I’ve said before that awareness is a two way street. All the corporations and people drenched in Pink, making breast cancer sexy and cute in the name of “awareness” need to become AWARE of the unintended consequences, which is the impact on other cancers. That would be the resentment, the ill will that is now becoming apparent from advocates of other diseases. Yes, I realize not ALL advocates display this resentment, but it is there, and deserves acknowledgement. And it isn’t just the Pink pushers that should be mindful of what is going on. I have voiced before, and do so again, strenuously, that resorting to the comparison, the “what if everyone made X cancer sexy” is a tone deaf and insulting method. Some cancers/diseases are so ignored, that many would welcome ANY kind of attention. Just as it does for some members of the breast cancer community, the “any awareness is good awareness” point of view rules.

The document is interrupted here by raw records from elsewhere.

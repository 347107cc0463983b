//! The `cache` command: manage the persistent artifact store.

use anyhow::Result;
use clap::{Args, Subcommand};
use std::path::Path;

use crate::cache::FsStore;
use crate::manifest::Manifest;

#[derive(Args)]
pub struct CacheCommand {
    #[command(subcommand)]
    action: CacheAction,
}

#[derive(Subcommand)]
enum CacheAction {
    /// Remove all cache entries
    Clean,
    /// Show cache location and entry count
    Info,
}

impl CacheCommand {
    pub fn execute(self, manifest_path: &Path) -> Result<()> {
        // The manifest may override the cache location; fall back to the
        // default root when no manifest is present.
        let root = match Manifest::load(manifest_path) {
            Ok(manifest) => match &manifest.project.cache_dir {
                Some(dir) => manifest.base_dir.join(dir),
                None => FsStore::default_root()?,
            },
            Err(_) => FsStore::default_root()?,
        };
        let store = FsStore::open(root)?;

        match self.action {
            CacheAction::Clean => {
                let removed = store.clear()?;
                println!("removed {removed} cache entr{}", if removed == 1 { "y" } else { "ies" });
            }
            CacheAction::Info => {
                println!("cache root: {}", store.root().display());
                println!("entries: {}", store.entry_count()?);
            }
        }
        Ok(())
    }
}
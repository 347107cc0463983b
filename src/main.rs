//! codeweave CLI entry point.

use anyhow::Result;
use clap::Parser;
use codeweave::cli;
use codeweave::core::user_friendly_error;

#[tokio::main]
async fn main() -> Result<()> {
    let cli = cli::Cli::parse();

    #[cfg(windows)]
    colored::control::set_virtual_terminal(true).ok();

    match cli.execute().await {
        Ok(()) => Ok(()),
        Err(e) => {
            let ctx = user_friendly_error(e);
            ctx.display();
            std::process::exit(1);
        }
    }
}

Now, of course, I think that viewpoint is wrong-headed. I am merely acknowledging how tone deaf that particular comparison comes off when breast cancer patients, with our “first ribbon problems”, drag out the “let’s make X cancer sexy” cliche. But here’s the thing: I’ve seen so much in the way of knee-jerk reactions this year–and very little listening, very little effort to understand the many well thought out arguments we make. It is very easy for advocates to snap, “X cancer should be so lucky, look at all the money/attention breast cancer gets”. It is time for all awareness, not just breast cancer awareness to grow up, to become savvy. The issues of unjust fund allocation to metastatic breast cancer has been explained time and again. The issue of how so many businesses slap a pink ribbon on something and donate very little or even nothing, has be explained repeatedly. The theory that all this rah rah visibility has “cured” breast cancer so that it is a “good” cancer has been debunked thoroughly. Yet, these issues must be re-explained each October. And it seems rather than actually reading/listening/comprehending, all I see is knee-jerk reactions “stop biting the hand that feeds and pay attention to X disease.”

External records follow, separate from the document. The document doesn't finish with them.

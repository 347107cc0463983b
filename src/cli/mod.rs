//! Command-line interface.
//!
//! Subcommands: `build` (run the generation pipeline), `graph` (inspect the
//! component DAG without building), and `cache` (manage the persistent
//! store). Global flags control verbosity and the manifest location.

use anyhow::Result;
use clap::{Parser, Subcommand};
use std::path::PathBuf;

mod build;
mod cache;
mod graph;

pub use build::BuildCommand;
pub use cache::CacheCommand;
pub use graph::GraphCommand;

/// Runtime configuration derived from global CLI flags.
///
/// Separated from argument parsing so tests can inject a configuration
/// without building argv.
#[derive(Debug, Clone, Default)]
pub struct CliConfig {
    /// Log filter directive; `None` silences logging entirely.
    pub log_level: Option<String>,
}

impl CliConfig {
    /// Install the tracing subscriber for this process.
    ///
    /// `RUST_LOG` wins over the flag-derived level when set. Safe to call
    /// more than once; later calls are no-ops.
    pub fn init_logging(&self) {
        let Some(level) = &self.log_level else {
            return;
        };
        let filter = tracing_subscriber::EnvFilter::try_from_default_env()
            .unwrap_or_else(|_| tracing_subscriber::EnvFilter::new(level.clone()));
        let _ = tracing_subscriber::fmt()
            .with_env_filter(filter)
            .with_writer(std::io::stderr)
            .try_init();
    }
}

#[derive(Parser)]
#[command(
    name = "codeweave",
    about = "Generate source code from natural-language component specs, incrementally",
    version
)]
pub struct Cli {
    #[command(subcommand)]
    command: Commands,

    /// Enable debug output.
    #[arg(short, long, global = true, conflicts_with = "quiet")]
    verbose: bool,

    /// Suppress all output except errors.
    #[arg(short, long, global = true)]
    quiet: bool,

    /// Path to the manifest file (defaults to ./codeweave.toml).
    #[arg(long, global = true)]
    manifest_path: Option<PathBuf>,
}

#[derive(Subcommand)]
enum Commands {
    /// Build all components, reusing cached results where possible
    Build(BuildCommand),
    /// Print the component graph as topological levels
    Graph(GraphCommand),
    /// Manage the persistent artifact cache
    Cache(CacheCommand),
}

impl Cli {
    #[must_use]
    pub fn build_config(&self) -> CliConfig {
        let log_level = if self.verbose {
            Some("debug".to_string())
        } else if self.quiet {
            None
        } else {
            Some("info".to_string())
        };
        CliConfig { log_level }
    }

    pub async fn execute(self) -> Result<()> {
        let config = self.build_config();
        self.execute_with_config(config).await
    }

    pub async fn execute_with_config(self, config: CliConfig) -> Result<()> {
        config.init_logging();
        let manifest_path = self
            .manifest_path
            .unwrap_or_else(|| PathBuf::from(crate::manifest::MANIFEST_NAME));

        match self.command {
            Commands::Build(cmd) => cmd.execute(&manifest_path).await,
            Commands::Graph(cmd) => cmd.execute(&manifest_path),
            Commands::Cache(cmd) => cmd.execute(&manifest_path),
        }
    }
}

Maybe we ALL need to stop and take a breath and have some kind of discussion in which a side is presented and another side is not allowed to respond for a few minutes. That old adage about listening to respond rather than to understand, or that idea that 51% of communication is listening (NOT talking), these things are true. The problems with Pink are being explained, thoroughly, carefully. But we don’t seem to be getting anywhere.

I guess this is why I have not been able to write a post in a few weeks. It is difficult enough to explain The Way Things Are In Pink CancerLand during the year; in Pinktober it seems impossible.

I return to my #WhyIsThisPink submission of a cancer treatment center bathed in pink light–an insult to the patients with other cancers who are also treated there. We’ve got to move forward and evolve in all disease discussions. That pink light on a cancer treatment facility is blinding everyone. Turn it off.